EXERCISE GOAL:
Report every line of the material that contains the string "testing".

THE RECORDS: Begin

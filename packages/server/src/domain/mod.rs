//! Domain layer
//!
//! 値オブジェクト、エンティティ、外部コラボレーター（メッセージログ、プレゼンスストア、
//! 接続トランスポート）のインターフェースを定義します。

pub mod entity;
pub mod error;
pub mod repository;
pub mod session;
pub mod value_object;

pub use entity::{BroadcastMessage, LogEntry, StoredMessage};
pub use error::{MessageLogError, PresenceStoreError, SessionSendError, ValueObjectError};
pub use repository::{LogFields, MessageLog, PresenceStore};
pub use session::{Session, SessionSink};
pub use value_object::{RoomId, SessionId, Timestamp, Username};
//! InMemory Presence Store 実装
//!
//! キーごとに メンバー → スコア のマップを保持するスコア付き集合。
//! 範囲取得はスコアの昇順、同スコアはメンバー名の昇順で返します
//! （Redis Sorted Set と同じ順序）。

use std::collections::HashMap;

use async_trait::async_trait;
use tokio::sync::Mutex;

use crate::domain::{PresenceStore, PresenceStoreError};

/// インメモリ Presence Store 実装
#[derive(Default)]
pub struct InMemoryPresenceStore {
    sets: Mutex<HashMap<String, HashMap<String, f64>>>,
}

impl InMemoryPresenceStore {
    pub fn new() -> Self {
        Self::default()
    }

    /// メンバーのスコアを取得（テスト・診断用）
    pub async fn score(&self, key: &str, member: &str) -> Option<f64> {
        let sets = self.sets.lock().await;
        sets.get(key).and_then(|set| set.get(member).copied())
    }
}

#[async_trait]
impl PresenceStore for InMemoryPresenceStore {
    async fn upsert(&self, key: &str, score: f64, member: &str) -> Result<(), PresenceStoreError> {
        let mut sets = self.sets.lock().await;
        sets.entry(key.to_string())
            .or_default()
            .insert(member.to_string(), score);
        Ok(())
    }

    async fn remove(&self, key: &str, member: &str) -> Result<(), PresenceStoreError> {
        let mut sets = self.sets.lock().await;
        if let Some(set) = sets.get_mut(key) {
            set.remove(member);
            if set.is_empty() {
                sets.remove(key);
            }
        }
        Ok(())
    }

    async fn range_by_score(
        &self,
        key: &str,
        upper_bound: f64,
    ) -> Result<Vec<String>, PresenceStoreError> {
        let sets = self.sets.lock().await;
        let Some(set) = sets.get(key) else {
            return Ok(Vec::new());
        };

        let mut members: Vec<(&String, f64)> = set
            .iter()
            .filter(|(_, score)| **score <= upper_bound)
            .map(|(member, score)| (member, *score))
            .collect();
        members.sort_by(|a, b| a.1.total_cmp(&b.1).then_with(|| a.0.cmp(b.0)));

        Ok(members
            .into_iter()
            .map(|(member, _)| member.clone())
            .collect())
    }
}

#[cfg(test)]
mod tests {
    use super::*;

    #[tokio::test]
    async fn test_upsert_overwrites_score() {
        // テスト項目: 同じメンバーの upsert はスコアを上書きする
        // given (前提条件):
        let store = InMemoryPresenceStore::new();
        store.upsert("presence:r1", 100.0, "alice").await.unwrap();

        // when (操作):
        store.upsert("presence:r1", 200.0, "alice").await.unwrap();

        // then (期待する結果):
        assert_eq!(store.score("presence:r1", "alice").await, Some(200.0));
        let members = store.range_by_score("presence:r1", f64::MAX).await.unwrap();
        assert_eq!(members, vec!["alice".to_string()]);
    }

    #[tokio::test]
    async fn test_range_by_score_is_inclusive_and_ordered() {
        // テスト項目: 上限以下のメンバーがスコアの昇順で返る（上限を含む）
        // given (前提条件):
        let store = InMemoryPresenceStore::new();
        store.upsert("presence:r1", 300.0, "carol").await.unwrap();
        store.upsert("presence:r1", 100.0, "alice").await.unwrap();
        store.upsert("presence:r1", 200.0, "bob").await.unwrap();
        store.upsert("presence:r1", 201.0, "dave").await.unwrap();

        // when (操作):
        let members = store.range_by_score("presence:r1", 200.0).await.unwrap();

        // then (期待する結果):
        assert_eq!(members, vec!["alice".to_string(), "bob".to_string()]);
    }

    #[tokio::test]
    async fn test_range_by_score_ties_ordered_by_member() {
        // テスト項目: 同スコアのメンバーは名前の昇順で返る
        // given (前提条件):
        let store = InMemoryPresenceStore::new();
        store.upsert("presence:r1", 100.0, "zed").await.unwrap();
        store.upsert("presence:r1", 100.0, "amy").await.unwrap();

        // when (操作):
        let members = store.range_by_score("presence:r1", 100.0).await.unwrap();

        // then (期待する結果):
        assert_eq!(members, vec!["amy".to_string(), "zed".to_string()]);
    }

    #[tokio::test]
    async fn test_remove_member() {
        // テスト項目: 削除したメンバーは範囲取得に含まれない
        // given (前提条件):
        let store = InMemoryPresenceStore::new();
        store.upsert("presence:r1", 100.0, "alice").await.unwrap();

        // when (操作):
        store.remove("presence:r1", "alice").await.unwrap();
        let members = store.range_by_score("presence:r1", f64::MAX).await.unwrap();

        // then (期待する結果):
        assert!(members.is_empty());
        assert_eq!(store.score("presence:r1", "alice").await, None);
    }

    #[tokio::test]
    async fn test_remove_unknown_member_is_noop() {
        // テスト項目: 存在しないキー・メンバーの削除はエラーにならない
        // given (前提条件):
        let store = InMemoryPresenceStore::new();

        // when (操作):
        let result = store.remove("presence:nothing", "nobody").await;

        // then (期待する結果):
        assert!(result.is_ok());
    }
}
//! UseCase: プレゼンス管理
//!
//! ユーザーごとの「最終アクティブ時刻」を、外部のプレゼンスストアに委譲して管理します。
//! このモジュール自身は状態を持ちません。
//!
//! プレゼンスはベストエフォートの生存管理であり、チャットの正しさには関わらないため、
//! `mark_active` / `remove_user` の失敗はログに記録するだけで呼び出し側には返しません。

use std::{sync::Arc, time::Duration};

use crate::domain::{PresenceStore, RoomId, Username};
use roomcast_shared::time::Clock;

use super::error::PresenceError;

/// プレゼンス管理
pub struct PresenceTracker {
    store: Arc<dyn PresenceStore>,
    clock: Arc<dyn Clock>,
    /// プレゼンスストア呼び出しのタイムアウト
    timeout: Duration,
}

impl PresenceTracker {
    pub fn new(store: Arc<dyn PresenceStore>, clock: Arc<dyn Clock>, timeout: Duration) -> Self {
        Self {
            store,
            clock,
            timeout,
        }
    }

    /// ユーザーを現在時刻でアクティブとして記録（上書き）
    pub async fn mark_active(&self, room_id: &RoomId, username: &Username) {
        let now = self.clock.now_millis();
        let key = room_id.presence_key();
        match tokio::time::timeout(
            self.timeout,
            self.store.upsert(&key, now as f64, username.as_str()),
        )
        .await
        {
            Ok(Ok(())) => {
                tracing::debug!("User '{}' marked as active in room '{}'", username, room_id);
            }
            Ok(Err(e)) => {
                tracing::warn!(
                    "Failed to mark user '{}' active in room '{}': {}",
                    username,
                    room_id,
                    e
                );
            }
            Err(_) => {
                tracing::warn!(
                    "Timed out marking user '{}' active in room '{}'",
                    username,
                    room_id
                );
            }
        }
    }

    /// ユーザーのプレゼンスを削除（存在しなければ何もしない）
    pub async fn remove_user(&self, room_id: &RoomId, username: &Username) {
        let key = room_id.presence_key();
        match tokio::time::timeout(self.timeout, self.store.remove(&key, username.as_str())).await
        {
            Ok(Ok(())) => {
                tracing::debug!("User '{}' removed from room '{}' presence", username, room_id);
            }
            Ok(Err(e)) => {
                tracing::warn!(
                    "Failed to remove user '{}' from room '{}' presence: {}",
                    username,
                    room_id,
                    e
                );
            }
            Err(_) => {
                tracing::warn!(
                    "Timed out removing user '{}' from room '{}' presence",
                    username,
                    room_id
                );
            }
        }
    }

    /// 最終アクティブ時刻が `cutoff_millis` 以下（境界を含む）のユーザーを古い順に取得
    ///
    /// # Errors
    ///
    /// プレゼンスストアの呼び出しが失敗またはタイムアウトした場合
    pub async fn stale_users(
        &self,
        room_id: &RoomId,
        cutoff_millis: i64,
    ) -> Result<Vec<Username>, PresenceError> {
        let key = room_id.presence_key();
        let members = tokio::time::timeout(
            self.timeout,
            self.store.range_by_score(&key, cutoff_millis as f64),
        )
        .await
        .map_err(|_| PresenceError::Timeout)??;

        Ok(members
            .into_iter()
            .filter_map(|member| match Username::new(member) {
                Ok(username) => Some(username),
                Err(e) => {
                    tracing::warn!("Skipping invalid presence member in '{}': {}", key, e);
                    None
                }
            })
            .collect())
    }
}
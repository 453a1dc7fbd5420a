//! Time-related utilities with clock abstraction for testability.

use std::sync::atomic::{AtomicI64, Ordering};

use chrono::{DateTime, TimeZone, Timelike, Utc};

/// Clock trait for dependency injection and testing
pub trait Clock: Send + Sync {
    /// Get current Unix timestamp (milliseconds)
    fn now_millis(&self) -> i64;
}

/// System clock implementation (uses actual system time)
#[derive(Debug, Clone, Copy, Default)]
pub struct SystemClock;

impl Clock for SystemClock {
    fn now_millis(&self) -> i64 {
        get_timestamp_millis()
    }
}

/// Fixed clock implementation for testing (returns a fixed time)
#[derive(Debug, Clone, Copy)]
pub struct FixedClock {
    fixed_time: i64,
}

impl FixedClock {
    /// Create a new fixed clock with the given timestamp
    pub fn new(fixed_time_millis: i64) -> Self {
        Self {
            fixed_time: fixed_time_millis,
        }
    }
}

impl Clock for FixedClock {
    fn now_millis(&self) -> i64 {
        self.fixed_time
    }
}

/// Manually driven clock for testing time-dependent behavior
///
/// Shared behind an `Arc`, the test moves time forward with [`ManualClock::advance`]
/// while the code under test reads it through the [`Clock`] trait.
#[derive(Debug, Default)]
pub struct ManualClock {
    now: AtomicI64,
}

impl ManualClock {
    /// Create a new manual clock starting at the given timestamp
    pub fn new(start_millis: i64) -> Self {
        Self {
            now: AtomicI64::new(start_millis),
        }
    }

    /// Set the current time
    pub fn set(&self, millis: i64) {
        self.now.store(millis, Ordering::SeqCst);
    }

    /// Move the current time forward by `millis`
    pub fn advance(&self, millis: i64) {
        self.now.fetch_add(millis, Ordering::SeqCst);
    }
}

impl Clock for ManualClock {
    fn now_millis(&self) -> i64 {
        self.now.load(Ordering::SeqCst)
    }
}

/// Get current Unix timestamp (milliseconds)
pub fn get_timestamp_millis() -> i64 {
    Utc::now().timestamp_millis()
}

/// Render a Unix timestamp (milliseconds) as a zone-less date-time in `tz`
///
/// Format: `YYYY-MM-DDTHH:MM`, followed by `:SS` when the second or the
/// millisecond is non-zero, then `.mmm` when the millisecond is non-zero.
/// Returns `None` for timestamps outside the representable range.
pub fn format_timestamp_in<Tz: TimeZone>(timestamp_millis: i64, tz: &Tz) -> Option<String> {
    let utc: DateTime<Utc> = Utc.timestamp_millis_opt(timestamp_millis).single()?;
    let local = utc.with_timezone(tz).naive_local();
    let millis = local.nanosecond() / 1_000_000;

    let mut rendered = local.format("%Y-%m-%dT%H:%M").to_string();
    if local.second() != 0 || millis != 0 {
        rendered.push_str(&format!(":{:02}", local.second()));
    }
    if millis != 0 {
        rendered.push_str(&format!(".{:03}", millis));
    }
    Some(rendered)
}
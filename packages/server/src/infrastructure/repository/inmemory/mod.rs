//! InMemory 実装

mod message_log;
mod presence_store;

pub use message_log::InMemoryMessageLog;
pub use presence_store::InMemoryPresenceStore;
//! UseCase layer
//!
//! - `presence_tracker`: ユーザーの最終アクティブ時刻の管理
//! - `inactivity_sweeper`: 非アクティブなユーザーの定期的な検出と通知
//! - `room_coordinator`: 接続ライフサイクル（接続・メッセージ・切断）の処理
//! - `chat_history`: チャット履歴の取得・削除

pub mod chat_history;
pub mod error;
pub mod inactivity_sweeper;
pub mod presence_tracker;
pub mod room_coordinator;

pub use chat_history::ChatHistoryUseCase;
pub use error::{HistoryError, PresenceError, SendMessageError};
pub use inactivity_sweeper::{InactivitySweeper, SweepReport};
pub use presence_tracker::PresenceTracker;
pub use room_coordinator::{ConnectionHandler, RoomCoordinator};
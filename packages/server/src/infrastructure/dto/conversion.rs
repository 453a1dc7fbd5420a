//! Conversion logic between DTOs and domain entities.

use crate::domain::{BroadcastMessage, Username};
use crate::infrastructure::dto::websocket as dto;

// ========================================
// Domain Entity → DTO
// ========================================

impl From<&BroadcastMessage> for dto::ChatMessage {
    fn from(model: &BroadcastMessage) -> Self {
        Self {
            id: model.id.clone(),
            username: model.username.as_str().to_string(),
            message_content: model.content.clone(),
            ts: model.timestamp.value(),
        }
    }
}

impl From<&Username> for dto::UserInactiveMessage {
    fn from(username: &Username) -> Self {
        Self {
            r#type: dto::MessageType::UserInactive,
            user: username.as_str().to_string(),
        }
    }
}

impl dto::ErrorMessage {
    pub fn new(message: impl Into<String>) -> Self {
        Self {
            r#type: dto::MessageType::Error,
            message: message.into(),
        }
    }
}
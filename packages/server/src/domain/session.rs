//! セッション（接続 1 本）とその送信口
//!
//! トランスポートの具体的な実装（WebSocket など）は `SessionSink` の背後に隠し、
//! コアは「送信できたか」と「接続が開いているか」だけを扱います。

use std::{fmt, sync::Arc};

use async_trait::async_trait;

use super::{
    error::SessionSendError,
    value_object::{SessionId, Username},
};

/// セッションへの送信口
#[async_trait]
pub trait SessionSink: Send + Sync {
    /// テキストフレームを送信
    async fn send(&self, text: &str) -> Result<(), SessionSendError>;

    /// 接続が開いているか
    fn is_open(&self) -> bool;
}

/// 開いている接続 1 本
///
/// 同一性は `SessionId` のみで判定します（同じユーザー名の接続が複数あってもよい）。
#[derive(Clone)]
pub struct Session {
    pub id: SessionId,
    pub username: Username,
    sink: Arc<dyn SessionSink>,
}

impl Session {
    /// 新しい Session を作成（SessionId は新規に採番）
    pub fn new(username: Username, sink: Arc<dyn SessionSink>) -> Self {
        Self {
            id: SessionId::generate(),
            username,
            sink,
        }
    }

    pub fn is_open(&self) -> bool {
        self.sink.is_open()
    }

    pub async fn send(&self, text: &str) -> Result<(), SessionSendError> {
        self.sink.send(text).await
    }
}

impl PartialEq for Session {
    fn eq(&self, other: &Self) -> bool {
        self.id == other.id
    }
}

impl Eq for Session {}

impl fmt::Debug for Session {
    fn fmt(&self, f: &mut fmt::Formatter<'_>) -> fmt::Result {
        f.debug_struct("Session")
            .field("id", &self.id)
            .field("username", &self.username)
            .field("open", &self.is_open())
            .finish()
    }
}
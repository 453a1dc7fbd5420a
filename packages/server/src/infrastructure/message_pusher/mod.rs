//! メッセージ送信（通知）の実装
//!
//! ## 概要
//!
//! - `session_registry`: ルーム → 接続中セッションの対応表とブロードキャスト
//! - `websocket`: WebSocket 接続への送信口（`SessionSink` 実装）

pub mod session_registry;
pub mod websocket;

pub use session_registry::{BroadcastReport, SessionRegistry};
pub use websocket::{OUTBOUND_QUEUE_CAPACITY, WebSocketSessionSink};
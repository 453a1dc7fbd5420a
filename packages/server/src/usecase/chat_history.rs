//! UseCase: チャット履歴の取得・削除
//!
//! ルームのメッセージログ（`chat:<room>`）を読み出し、または削除します。

use std::{sync::Arc, time::Duration};

use crate::domain::{MessageLog, RoomId, StoredMessage};

use super::error::HistoryError;

/// チャット履歴のユースケース
pub struct ChatHistoryUseCase {
    message_log: Arc<dyn MessageLog>,
    timeout: Duration,
}

impl ChatHistoryUseCase {
    pub fn new(message_log: Arc<dyn MessageLog>, timeout: Duration) -> Self {
        Self {
            message_log,
            timeout,
        }
    }

    /// ルームの履歴をログの順序で取得
    pub async fn history(&self, room_id: &RoomId) -> Result<Vec<StoredMessage>, HistoryError> {
        let entries = tokio::time::timeout(
            self.timeout,
            self.message_log.read_all(&room_id.log_key()),
        )
        .await
        .map_err(|_| HistoryError::Timeout)??;

        tracing::debug!("Read {} message(s) from room '{}'", entries.len(), room_id);
        Ok(entries.into_iter().map(StoredMessage::from).collect())
    }

    /// ルームの履歴を削除（履歴がなければ何もしない）
    pub async fn clear(&self, room_id: &RoomId) -> Result<(), HistoryError> {
        tokio::time::timeout(self.timeout, self.message_log.clear(&room_id.log_key()))
            .await
            .map_err(|_| HistoryError::Timeout)??;

        tracing::info!("Cleared chat history of room '{}'", room_id);
        Ok(())
    }
}
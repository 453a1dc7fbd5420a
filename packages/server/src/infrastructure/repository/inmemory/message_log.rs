//! InMemory Message Log 実装
//!
//! ドメイン層が定義する MessageLog trait の具体的な実装。
//! キーごとに追記専用のエントリ列を保持します。
//!
//! エントリ ID は Redis Streams と同じ `<ミリ秒>-<連番>` 形式で、
//! 同じキーの中では常に単調増加します（時計が巻き戻っても増加を保ちます）。

use std::{collections::HashMap, sync::Arc};

use async_trait::async_trait;
use tokio::sync::Mutex;

use crate::domain::{LogEntry, LogFields, MessageLog, MessageLogError};
use roomcast_shared::time::Clock;

#[derive(Debug, Default)]
struct Stream {
    last_id: Option<(i64, u64)>,
    entries: Vec<LogEntry>,
}

impl Stream {
    fn next_id(&mut self, now_millis: i64) -> String {
        let id = match self.last_id {
            Some((last_millis, seq)) if now_millis <= last_millis => (last_millis, seq + 1),
            _ => (now_millis, 0),
        };
        self.last_id = Some(id);
        format!("{}-{}", id.0, id.1)
    }
}

/// インメモリ Message Log 実装
pub struct InMemoryMessageLog {
    streams: Mutex<HashMap<String, Stream>>,
    clock: Arc<dyn Clock>,
}

impl InMemoryMessageLog {
    /// 新しい InMemoryMessageLog を作成
    pub fn new(clock: Arc<dyn Clock>) -> Self {
        Self {
            streams: Mutex::new(HashMap::new()),
            clock,
        }
    }
}

#[async_trait]
impl MessageLog for InMemoryMessageLog {
    async fn append(&self, key: &str, fields: LogFields) -> Result<String, MessageLogError> {
        let now = self.clock.now_millis();
        let mut streams = self.streams.lock().await;
        let stream = streams.entry(key.to_string()).or_default();
        let id = stream.next_id(now);
        stream.entries.push(LogEntry::new(id.clone(), fields));
        tracing::debug!("Appended entry '{}' to '{}'", id, key);
        Ok(id)
    }

    async fn read_all(&self, key: &str) -> Result<Vec<LogEntry>, MessageLogError> {
        let streams = self.streams.lock().await;
        Ok(streams
            .get(key)
            .map(|stream| stream.entries.clone())
            .unwrap_or_default())
    }

    async fn clear(&self, key: &str) -> Result<(), MessageLogError> {
        let mut streams = self.streams.lock().await;
        streams.remove(key);
        Ok(())
    }
}
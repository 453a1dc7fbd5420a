//! WebSocket connection handlers.

use std::sync::Arc;

use axum::{
    extract::{
        Path, Query, State,
        ws::{Message, WebSocket, WebSocketUpgrade},
    },
    http::StatusCode,
    response::IntoResponse,
};
use futures_util::{sink::SinkExt, stream::StreamExt};
use serde::Deserialize;
use tokio::sync::mpsc;

use crate::{
    domain::{RoomId, Session, Username},
    infrastructure::{
        dto::websocket::ErrorMessage,
        message_pusher::{OUTBOUND_QUEUE_CAPACITY, WebSocketSessionSink},
    },
    ui::state::AppState,
};

/// Query parameters for WebSocket connection
#[derive(Debug, Deserialize)]
pub struct ConnectQuery {
    /// 表示名。省略時・空文字のときは "anonymous"
    pub username: Option<String>,
}

pub async fn websocket_handler(
    ws: WebSocketUpgrade,
    State(state): State<Arc<AppState>>,
    Path(room_id): Path<String>,
    Query(query): Query<ConnectQuery>,
) -> Result<impl IntoResponse, StatusCode> {
    // Convert String -> RoomId (Domain Model)
    let room_id = match RoomId::new(room_id) {
        Ok(id) => id,
        Err(e) => {
            tracing::warn!("Rejecting WebSocket connection: {}", e);
            return Err(StatusCode::BAD_REQUEST);
        }
    };
    let username = Username::from_query(query.username);

    tracing::debug!(
        "Upgrading connection for '{}' in room '{}'",
        username,
        room_id
    );
    Ok(ws.on_upgrade(move |socket| handle_socket(socket, state, room_id, username)))
}

/// Spawns a task that receives messages from the rx channel and pushes them to the WebSocket sender.
///
/// Broadcasts only enqueue into the bounded channel. A send to a client whose queue stays
/// full is cut off by the registry's per-send timeout.
fn pusher_loop(
    mut rx: mpsc::Receiver<String>,
    mut sender: futures_util::stream::SplitSink<WebSocket, Message>,
) -> tokio::task::JoinHandle<()> {
    tokio::spawn(async move {
        while let Some(msg) = rx.recv().await {
            if sender.send(Message::Text(msg.into())).await.is_err() {
                break;
            }
        }
    })
}

async fn handle_socket(
    socket: WebSocket,
    state: Arc<AppState>,
    room_id: RoomId,
    username: Username,
) {
    let (sender, mut receiver) = socket.split();

    let (tx, rx) = mpsc::channel(OUTBOUND_QUEUE_CAPACITY);
    let session = Session::new(username, Arc::new(WebSocketSessionSink::new(tx)));

    state
        .connection_handler
        .on_open(session.clone(), &room_id)
        .await;

    // Spawn a task to push messages from the room to this client
    let mut send_task = pusher_loop(rx, sender);

    // Spawn a task to receive messages from this client.
    // Frames are handled one at a time so messages from one connection stay in order.
    let handler = state.connection_handler.clone();
    let recv_session = session.clone();
    let recv_room_id = room_id.clone();
    let mut recv_task = tokio::spawn(async move {
        while let Some(msg) = receiver.next().await {
            let msg = match msg {
                Ok(msg) => msg,
                Err(e) => {
                    tracing::warn!("WebSocket error on session '{}': {}", recv_session.id, e);
                    break;
                }
            };

            match msg {
                Message::Text(text) => {
                    tracing::debug!(
                        "Received text from '{}' in room '{}'",
                        recv_session.username,
                        recv_room_id
                    );
                    if let Err(e) = handler
                        .on_message(&recv_session, &recv_room_id, text.to_string())
                        .await
                    {
                        tracing::warn!(
                            "Dropping message from '{}' in room '{}': {}",
                            recv_session.username,
                            recv_room_id,
                            e
                        );
                        notify_error(&recv_session, &e.to_string()).await;
                    }
                }
                Message::Ping(_) => {
                    // Ping/pong is handled automatically by the WebSocket protocol
                    tracing::debug!("Received ping");
                }
                Message::Close(_) => {
                    tracing::debug!("Session '{}' requested close", recv_session.id);
                    break;
                }
                _ => {}
            }
        }
    });

    // If any one of the tasks completes, abort the other
    tokio::select! {
        _ = &mut recv_task => send_task.abort(),
        _ = &mut send_task => recv_task.abort(),
    };

    state.connection_handler.on_close(&session, &room_id).await;
}

/// 送信者本人にだけエラーフレームを返す
async fn notify_error(session: &Session, message: &str) {
    let frame = match serde_json::to_string(&ErrorMessage::new(message)) {
        Ok(frame) => frame,
        Err(e) => {
            tracing::error!("Failed to encode error frame: {}", e);
            return;
        }
    };
    if let Err(e) = session.send(&frame).await {
        tracing::debug!("Could not deliver error frame to '{}': {}", session.id, e);
    }
}
//! 値オブジェクト
//!
//! ルーム ID、ユーザー名、セッション ID、タイムスタンプを表現します。

use std::fmt;

use uuid::Uuid;

use super::error::ValueObjectError;

/// メッセージログのキー接頭辞（外部ツールが依存するため変更不可）
const LOG_KEY_PREFIX: &str = "chat:";
/// プレゼンスストアのキー接頭辞（外部ツールが依存するため変更不可）
const PRESENCE_KEY_PREFIX: &str = "presence:";

/// ユーザー名が指定されなかった場合の表示名
pub const ANONYMOUS_USERNAME: &str = "anonymous";

/// Room ID
///
/// 永続化されるエンティティではなく、Session Registry やプレゼンスストアに
/// キーとして現れることで暗黙的に存在します。
#[derive(Debug, Clone, PartialEq, Eq, Hash, PartialOrd, Ord)]
pub struct RoomId(String);

impl RoomId {
    /// 新しい RoomId を作成（空文字列は不可）
    pub fn new(value: String) -> Result<Self, ValueObjectError> {
        if value.is_empty() {
            return Err(ValueObjectError::RoomIdEmpty);
        }
        Ok(Self(value))
    }

    pub fn as_str(&self) -> &str {
        &self.0
    }

    /// メッセージログ上のキー（`chat:<room>`）
    pub fn log_key(&self) -> String {
        format!("{}{}", LOG_KEY_PREFIX, self.0)
    }

    /// プレゼンスストア上のキー（`presence:<room>`）
    pub fn presence_key(&self) -> String {
        format!("{}{}", PRESENCE_KEY_PREFIX, self.0)
    }
}

impl fmt::Display for RoomId {
    fn fmt(&self, f: &mut fmt::Formatter<'_>) -> fmt::Result {
        f.write_str(&self.0)
    }
}

/// ユーザー名（表示名）
///
/// 接続時にクライアントが自己申告する名前で、本人確認は行いません。
/// 複数の接続が同じ名前を名乗ることもあります。
#[derive(Debug, Clone, PartialEq, Eq, Hash, PartialOrd, Ord)]
pub struct Username(String);

impl Username {
    /// 新しい Username を作成（空文字列は不可）
    pub fn new(value: String) -> Result<Self, ValueObjectError> {
        if value.is_empty() {
            return Err(ValueObjectError::UsernameEmpty);
        }
        Ok(Self(value))
    }

    /// `"anonymous"`
    pub fn anonymous() -> Self {
        Self(ANONYMOUS_USERNAME.to_string())
    }

    /// 接続クエリの `username` から作成
    ///
    /// 指定なし、または空文字列の場合は `"anonymous"` になります。
    pub fn from_query(value: Option<String>) -> Self {
        value
            .and_then(|name| Self::new(name).ok())
            .unwrap_or_else(Self::anonymous)
    }

    pub fn as_str(&self) -> &str {
        &self.0
    }
}

impl fmt::Display for Username {
    fn fmt(&self, f: &mut fmt::Formatter<'_>) -> fmt::Result {
        f.write_str(&self.0)
    }
}

/// Session ID
///
/// トランスポート上の接続 1 本を識別します。再接続は常に新しい ID になります。
#[derive(Debug, Clone, Copy, PartialEq, Eq, Hash)]
pub struct SessionId(Uuid);

impl SessionId {
    /// 新しい SessionId を生成（UUID v4）
    pub fn generate() -> Self {
        Self(Uuid::new_v4())
    }
}

impl fmt::Display for SessionId {
    fn fmt(&self, f: &mut fmt::Formatter<'_>) -> fmt::Result {
        self.0.fmt(f)
    }
}

/// Unix タイムスタンプ（ミリ秒）
#[derive(Debug, Clone, Copy, PartialEq, Eq, PartialOrd, Ord)]
pub struct Timestamp(i64);

impl Timestamp {
    pub fn new(millis: i64) -> Self {
        Self(millis)
    }

    pub fn value(&self) -> i64 {
        self.0
    }
}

THE RECORDS: End

OUTPUT OF THE TASK:
/// Clock trait for dependency injection and testing
/// Fixed clock implementation for testing (returns a fixed time)
/// Manually driven clock for testing time-dependent behavior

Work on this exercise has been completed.